You also have to hire right. We help a lot of clients figure out what type of an associate you need. If you need a leader in the practice, that’s an associate that’s very different than having somebody that comes in and just as clinical work. So successful owners are really starting to focus on the tools and behaviors leaders can use to be organizationally healthy.
Q: How do you help dentists that want to own multiple locations? How do you help them position themselves to be successful?
A: By the time most owners get to me, there’s a little bit of pain. They’ve probably bought that second, third, fourth practice, but they’re still working a full schedule. They’re still working five days a week, they haven’t transitioned from being a dental owner, to a business owner. That’s what I’m passionate about. I love to help them transition to being that business owner.

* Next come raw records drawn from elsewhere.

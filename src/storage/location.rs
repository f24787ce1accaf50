//! Data directory location detection and management

use std::path::{Path, PathBuf};
use thiserror::Error;

/// Application directory name under the platform data directory
const APP_DIR: &str = "tasklist";

/// Fallback directory name under the home directory
const HOME_FALLBACK_DIR: &str = ".tasklist";

const CONFIG_FILE: &str = "config.yaml";
const STORAGE_FILE: &str = "storage.json";

/// Errors related to the data location
#[derive(Debug, Error)]
pub enum DataLocationError {
    #[error("Failed to access home directory")]
    NoHomeDirectory,
}

/// Where tasklist keeps its config and key-value file
#[derive(Debug, Clone)]
pub struct DataLocation {
    /// The directory holding config.yaml and storage.json
    pub dir: PathBuf,
}

impl DataLocation {
    /// Use a specific directory
    pub fn at(dir: impl AsRef<Path>) -> Self {
        DataLocation {
            dir: dir.as_ref().to_path_buf(),
        }
    }

    /// Platform data directory (e.g. ~/.local/share/tasklist), falling back
    /// to ~/.tasklist
    pub fn default_location() -> Result<Self, DataLocationError> {
        if let Some(data) = dirs::data_dir() {
            return Ok(Self::at(data.join(APP_DIR)));
        }

        let home = dirs::home_dir().ok_or(DataLocationError::NoHomeDirectory)?;
        Ok(Self::at(home.join(HOME_FALLBACK_DIR)))
    }

    pub fn config_path(&self) -> PathBuf {
        self.dir.join(CONFIG_FILE)
    }

    pub fn storage_path(&self) -> PathBuf {
        self.dir.join(STORAGE_FILE)
    }
}
//! Interactive terminal shell
//!
//! Reads one command per line, forwards it to the session and re-renders
//! the list whenever the store reports an applied change.

use crate::cli::commands::ShellCommand;
use crate::cli::display::{help_text, render_task_list};
use crate::session::Session;
use crate::store::TaskListChange;
use std::cell::Cell;
use std::io::{self, BufRead, Write};
use std::rc::Rc;

const PROMPT: &str = "> ";

/// Run the shell until EOF or `quit`
pub fn run_shell<R, W>(session: &mut Session, input: R, mut out: W) -> io::Result<()>
where
    R: BufRead,
    W: Write,
{
    let dirty = Rc::new(Cell::new(false));
    let flag = Rc::clone(&dirty);
    let subscription = session.subscribe(move |_: &TaskListChange<'_>| flag.set(true));

    let result = shell_loop(session, input, &mut out, &dirty);
    session.unsubscribe(subscription);

    log::debug!("Shell closed with {} tasks", session.store().len());
    result
}

fn shell_loop<R, W>(
    session: &mut Session,
    input: R,
    out: &mut W,
    dirty: &Cell<bool>,
) -> io::Result<()>
where
    R: BufRead,
    W: Write,
{
    render(session, out)?;
    write!(out, "{}", PROMPT)?;
    out.flush()?;

    for line in input.lines() {
        let line = line?;

        match line.parse::<ShellCommand>() {
            Ok(ShellCommand::Quit) => break,
            Ok(ShellCommand::Empty) => {}
            Ok(ShellCommand::List) => render(session, out)?,
            Ok(ShellCommand::Help) => writeln!(out, "{}", help_text())?,
            Ok(ShellCommand::Add(text)) => {
                session.submit_text(&text);
            }
            Ok(ShellCommand::Remove(position)) => {
                if let Some(index) = position.checked_sub(1) {
                    session.remove(index);
                }
            }
            Ok(ShellCommand::Toggle(position)) => {
                if let Some(index) = position.checked_sub(1) {
                    session.toggle(index);
                }
            }
            Err(e) => writeln!(out, "{}", e)?,
        }

        if dirty.replace(false) {
            render(session, out)?;
        }

        write!(out, "{}", PROMPT)?;
        out.flush()?;
    }

    Ok(())
}

fn render<W: Write>(session: &Session, out: &mut W) -> io::Result<()> {
    let placeholder = session.placeholder().unwrap_or_default();
    writeln!(
        out,
        "{}",
        render_task_list(session.title(), session.store().tasks(), placeholder)
    )
}
//! Best-effort persistence of the most recently added task

use crate::store::{ChangeKind, TaskListChange, TaskListObserver};
use crate::storage::kv_store::KeyValueStore;

/// Default key the last added task is written under
pub const DEFAULT_STORAGE_KEY: &str = "text";

/// Store observer that writes the text of each newly added task under one
/// fixed key. Removals and toggles are ignored. Write failures are logged
/// and never reach the store.
#[derive(Debug)]
pub struct PersistenceShim<S> {
    backend: S,
    key: String,
}

impl<S: KeyValueStore> PersistenceShim<S> {
    pub fn new(backend: S, key: impl Into<String>) -> Self {
        PersistenceShim {
            backend,
            key: key.into(),
        }
    }
}

impl<S: KeyValueStore> TaskListObserver for PersistenceShim<S> {
    fn on_change(&mut self, change: &TaskListChange<'_>) {
        let ChangeKind::Added { index } = change.kind else {
            return;
        };

        let Some(task) = change.tasks.get(*index) else {
            return;
        };

        if let Err(e) = self.backend.set(&self.key, &task.text) {
            log::warn!("Failed to persist task under '{}': {}", self.key, e);
        }
    }
}
//! YAML configuration

use crate::storage::DEFAULT_STORAGE_KEY;
use serde::{Deserialize, Serialize};
use std::fs;
use std::path::{Path, PathBuf};
use thiserror::Error;

/// Errors related to loading the config file
#[derive(Debug, Error)]
pub enum ConfigError {
    #[error("IO error reading {}: {source}", .path.display())]
    Io {
        path: PathBuf,
        #[source]
        source: std::io::Error,
    },
    #[error("Failed to parse YAML in {}: {source}", .path.display())]
    YamlParse {
        path: PathBuf,
        #[source]
        source: serde_yaml::Error,
    },
    #[error("Invalid config: {0}")]
    Invalid(String),
}

/// Settings shared by the shell and the event protocol.
///
/// Every field has a default, so a missing file or a partial file is fine.
#[derive(Debug, Clone, PartialEq, Serialize, Deserialize)]
#[serde(default)]
pub struct Config {
    /// Key the most recently added task is written under
    pub storage_key: String,
    /// Write each added task to the key-value file
    pub persist_last_task: bool,
    /// Message shown while the list is empty
    pub placeholder: String,
    /// Heading shown above the list
    pub title: String,
}

impl Default for Config {
    fn default() -> Self {
        Config {
            storage_key: DEFAULT_STORAGE_KEY.to_string(),
            persist_last_task: true,
            placeholder: "No tasks added yet.".to_string(),
            title: "Task Manager".to_string(),
        }
    }
}

impl Config {
    /// Load from `path`, falling back to defaults when the file is absent
    pub fn load(path: &Path) -> Result<Self, ConfigError> {
        if !path.exists() {
            log::debug!("No config at {}, using defaults", path.display());
            return Ok(Config::default());
        }

        let content = fs::read_to_string(path).map_err(|source| ConfigError::Io {
            path: path.to_path_buf(),
            source,
        })?;

        let config = Self::parse_from(&content, path)?;
        log::debug!("Loaded config from {}", path.display());
        Ok(config)
    }

    /// Parse YAML text. An empty document yields the defaults.
    pub fn parse(content: &str) -> Result<Self, ConfigError> {
        Self::parse_from(content, Path::new("<inline>"))
    }

    fn parse_from(content: &str, origin: &Path) -> Result<Self, ConfigError> {
        if content.trim().is_empty() {
            return Ok(Config::default());
        }

        let config: Config =
            serde_yaml::from_str(content).map_err(|source| ConfigError::YamlParse {
                path: origin.to_path_buf(),
                source,
            })?;
        config.validate()?;
        Ok(config)
    }

    fn validate(&self) -> Result<(), ConfigError> {
        if self.persist_last_task && self.storage_key.trim().is_empty() {
            return Err(ConfigError::Invalid(
                "storage_key must not be empty when persist_last_task is enabled".to_string(),
            ));
        }
        Ok(())
    }
}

We help them get a leadership team in place so that they don’t have to be everywhere at once. We recently helped a client that had an operations manager handling finances. What we found the But what they really needed was a financial controller that handles insurance and all things financial. They needed an operations manager that was in charge of the office managers. And then a director of development that provided all the resources for the staff.
Nowadays every employee you have wants to control their own success. If you don’t value what their journey is, and where they’re headed, they’ll eventually either become a not so great employee, or they’ll go somewhere else. But it’s so easy to figure out what it is they value and give that to them. You have to move past the management mentality of I’m paying you money, do what I say. Build a leadership brand that staff and patients want to be a part of and refer.